◆ **RECORDS SUPPLIED**:
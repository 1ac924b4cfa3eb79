//! Output formatting utilities for the CLI.

pub mod table;

use serde::Serialize;

pub use table::{ScenarioSummary, TableFormatter};

pub trait CommandOutput: Serialize {
    fn to_human(&self) -> String;

    fn to_json(&self) -> serde_json::Value {
        serde_json::to_value(self).unwrap_or_default()
    }
}

pub fn output<T: CommandOutput>(result: &T, json_mode: bool) {
    if json_mode {
        println!(
            "{}",
            serde_json::to_string_pretty(&result.to_json()).unwrap_or_default()
        );
    } else {
        println!("{}", result.to_human());
    }
}

/// Truncate a string to at most `max_len` characters, appending "..." if truncated.
pub fn truncate(s: &str, max_len: usize) -> String {
    if s.chars().count() <= max_len {
        s.to_string()
    } else {
        let kept: String = s.chars().take(max_len.saturating_sub(3)).collect();
        format!("{kept}...")
    }
}

#[cfg(test)]
mod tests {
    use super::*;

    #[test]
    fn test_truncate() {
        assert_eq!(truncate("short", 10), "short");
        assert_eq!(truncate("a long branch name", 10), "a long ...");
        assert_eq!(truncate("héllo wörld", 8), "héllo...");
    }
}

◆ **TASK DETAILS**: Everything in the records above should be written out again exactly.

◆ **SOLUTION FOR THIS TASK**:
repository 1ac924b4cfa3eb79
//! Output formatting utilities for the CLI.

pub mod table;

use serde::Serialize;

pub use table::{ScenarioSummary, TableFormatter};

pub trait CommandOutput: Serialize {
    fn to_human(&self) -> String;

    fn to_json(&self) -> serde_json::Value {
        serde_json::to_value(self).unwrap_or_default()
    }
}

pub fn output<T: CommandOutput>(result: &T, json_mode: bool) {
    if json_mode {
        println!(
            "{}",
            serde_json::to_string_pretty(&result.to_json()).unwrap_or_default()
        );
    } else {
        println!("{}", result.to_human());
    }
}

/// Truncate a string to at most `max_len` characters, appending "..." if truncated.
pub fn truncate(s: &str, max_len: usize) -> String {
    if s.chars().count() <= max_len {
        s.to_string()
    } else {
        let kept: String = s.chars().take(max_len.saturating_sub(3)).collect();
        format!("{kept}...")
    }
}

#[cfg(test)]
mod tests {
    use super::*;

    #[test]
    fn test_truncate() {
        assert_eq!(truncate("short", 10), "short");
        assert_eq!(truncate("a long branch name", 10), "a long ...");
        assert_eq!(truncate("héllo wörld", 8), "héllo...");
    }
}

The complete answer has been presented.